The host's point was that this Republican mantra of "free trade" is a relatively new one for them.
4
posted on
10/15/2003 11:10:25 AM PDT
by
newgeezer
(Last time the Cubs won it all, Wrigley Field did not exist. Radio hadn't been invented. ...)
To: Brian S
Senator Feinstein's "people protectionism, says the paper, would essentially repeal the Trade Promotion Authority that Congress approved for President Bush only last year. That power allows US negotiators to put every part of American trade law on the table in order to get the best possible deal from other countries.If Feinstein is allowed to take immigration off the table, "trade deals will soon die a death of a thousand special-interest cuts."

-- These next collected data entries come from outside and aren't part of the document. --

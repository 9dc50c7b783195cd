//! Reporting whether a database connection is encrypted.

use tokio_postgres::Client;
use tracing::{info, warn};

use crate::error::{Error, Result};

/// TLS details of an established connection.
pub trait ConnectionInfo {
    /// Whether the connection negotiated TLS.
    fn ssl_in_use(&self) -> bool;

    /// Names of the attributes this connection can report, in reporting order.
    fn ssl_attribute_names(&self) -> &[String];

    /// Looks up one attribute. Names not listed by
    /// [`ssl_attribute_names`](Self::ssl_attribute_names) fail with
    /// [`Error::SslAttributeLookup`].
    fn ssl_attribute(&self, name: &str) -> Result<&str>;
}

/// TLS details as reported by the server for a live session.
#[derive(Debug, Clone, Default, PartialEq, Eq)]
pub struct SslInfo {
    in_use: bool,
    names: Vec<String>,
    values: Vec<String>,
}

impl SslInfo {
    /// Builds the info from ordered `(name, value)` pairs.
    pub fn new<I, K, V>(in_use: bool, attributes: I) -> Self
    where
        I: IntoIterator<Item = (K, V)>,
        K: Into<String>,
        V: Into<String>,
    {
        let (names, values) = attributes
            .into_iter()
            .map(|(k, v)| (k.into(), v.into()))
            .unzip();
        Self { in_use, names, values }
    }

    /// Asks the server about the TLS state of `client`'s own backend.
    ///
    /// Reads `pg_stat_ssl` for `pg_backend_pid()`; attributes the server
    /// leaves null are not reported.
    pub async fn query(client: &Client) -> Result<Self> {
        let row = client
            .query_opt(
                "SELECT ssl, version, bits, cipher FROM pg_stat_ssl WHERE pid = pg_backend_pid()",
                &[],
            )
            .await?;

        let Some(row) = row else {
            return Ok(Self::default());
        };
        if !row.try_get::<_, bool>("ssl")? {
            return Ok(Self::default());
        }

        let protocol: Option<String> = row.try_get("version")?;
        let key_bits: Option<i32> = row.try_get("bits")?;
        let cipher: Option<String> = row.try_get("cipher")?;

        let attributes = [
            ("protocol", protocol),
            ("key_bits", key_bits.map(|b| b.to_string())),
            ("cipher", cipher),
        ]
        .into_iter()
        .filter_map(|(name, value)| value.map(|v| (name, v)));

        Ok(Self::new(true, attributes))
    }
}

impl ConnectionInfo for SslInfo {
    fn ssl_in_use(&self) -> bool {
        self.in_use
    }

    fn ssl_attribute_names(&self) -> &[String] {
        &self.names
    }

    fn ssl_attribute(&self, name: &str) -> Result<&str> {
        self.names
            .iter()
            .position(|n| n == name)
            .map(|i| self.values[i].as_str())
            .ok_or_else(|| Error::SslAttributeLookup(name.to_owned()))
    }
}

/// Logs whether `conn_info` is encrypted.
///
/// With TLS in use, one INFO event lists every reported attribute as
/// `name value`, in the order the connection reports them. Without TLS, a
/// WARN event says so. Lookup failures are returned, not logged.
pub fn verify_ssl(conn_info: &impl ConnectionInfo) -> Result<()> {
    if !conn_info.ssl_in_use() {
        warn!("database connection is not using SSL");
        return Ok(());
    }

    let attributes = conn_info
        .ssl_attribute_names()
        .iter()
        .map(|name| -> Result<String> {
            Ok(format!("{name} {}", conn_info.ssl_attribute(name)?))
        })
        .collect::<Result<Vec<_>>>()?
        .join(", ");

    info!("database connection is using SSL: {attributes}");
    Ok(())
}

She is FINALLY getting it right!
Thanks to the Internet, she is FINALLY feeling the heat!!
Not many votes in India!!
5
posted on
10/15/2003 11:11:23 AM PDT
by
Lael
(Bush to Middle Class: Send your kids to DIE in Iraq while I send your LIVELIHOODS to INDIA!)
To: Brian S
Pointing out that Congress has already let the H-1B limit drop from 195,000 a year to 65,000, "the lowest level required by the World Trade Organisation Treaty," More Doom and Gloom from the WSJ and the WTO flunkies.
Karl Rove is deeply saddened.
6
posted on
10/15/2003 11:13:30 AM PDT
by
Jim Cane
To: Brian S
The sky is falling, WSJ.
7
posted on
10/15/2003 11:19:03 AM PDT
by
skeeter
(Fac ut vivas)
To: JustAnAmerican
Even protectionists show their true colors time to time.
8
posted on
10/15/2003 11:19:34 AM PDT
by
1rudeboy
To: Brian S
The
Wall Street Journal Op-Ed is a huge conservative asset overall.
On matters of immigration, however, it takes a phony libertarian stance, extolling the benefits of immigration.
It represents the Corporate cheap labor lobby, the enemy within the Republican Party.
In Antebellum days, it would have represented the interests of planters, and been Pro-Slavery. Wouldn't want disruption to the Cotton economy.
9
posted on
10/15/2003 11:25:03 AM PDT
by
Plutarch
To: newgeezer
I'd like to see a reference that shows Lincoln actually made that quote.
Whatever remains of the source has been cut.